[Stored records]
use chrono::{DateTime, Utc};
use serde::{Serialize, Deserialize};

/// One row of a directory listing, as returned by a source namespace.
#[derive(Serialize, Deserialize, Debug, Clone, PartialEq)]
pub struct EntryMetadata {
    pub name: String,
    pub is_directory: bool,
    pub size: Option<u64>,
    pub modified: Option<DateTime<Utc>>,
}

impl EntryMetadata {
    pub fn file(name: &str, size: u64) -> Self {
        EntryMetadata {
            name: name.to_string(),
            is_directory: false,
            size: Some(size),
            modified: None,
        }
    }

    pub fn directory(name: &str) -> Self {
        EntryMetadata {
            name: name.to_string(),
            is_directory: true,
            size: None,
            modified: None,
        }
    }
}

/// A file found by the tree walker, tagged with the prefix of its parent directory.
#[derive(Serialize, Deserialize, Debug, Clone, PartialEq)]
pub struct FileEntry {
    pub directory_prefix: String,
    pub name: String,
    pub is_directory: bool,
    pub size_hint: Option<u64>,
    pub mod_time: Option<DateTime<Utc>>,
}

impl FileEntry {
    pub fn from_listing(directory_prefix: &str, meta: EntryMetadata) -> Self {
        FileEntry {
            directory_prefix: directory_prefix.to_string(),
            name: meta.name,
            is_directory: meta.is_directory,
            size_hint: meta.size,
            mod_time: meta.modified,
        }
    }

    /// Full namespace path of the file.
    pub fn full_path(&self) -> String {
        format!("{}{}", self.directory_prefix, self.name)
    }
}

■ **What you will do**: Once you have found every line above holding the word "impl", copy those lines.

■ **Task solution**:
impl EntryMetadata {
impl FileEntry {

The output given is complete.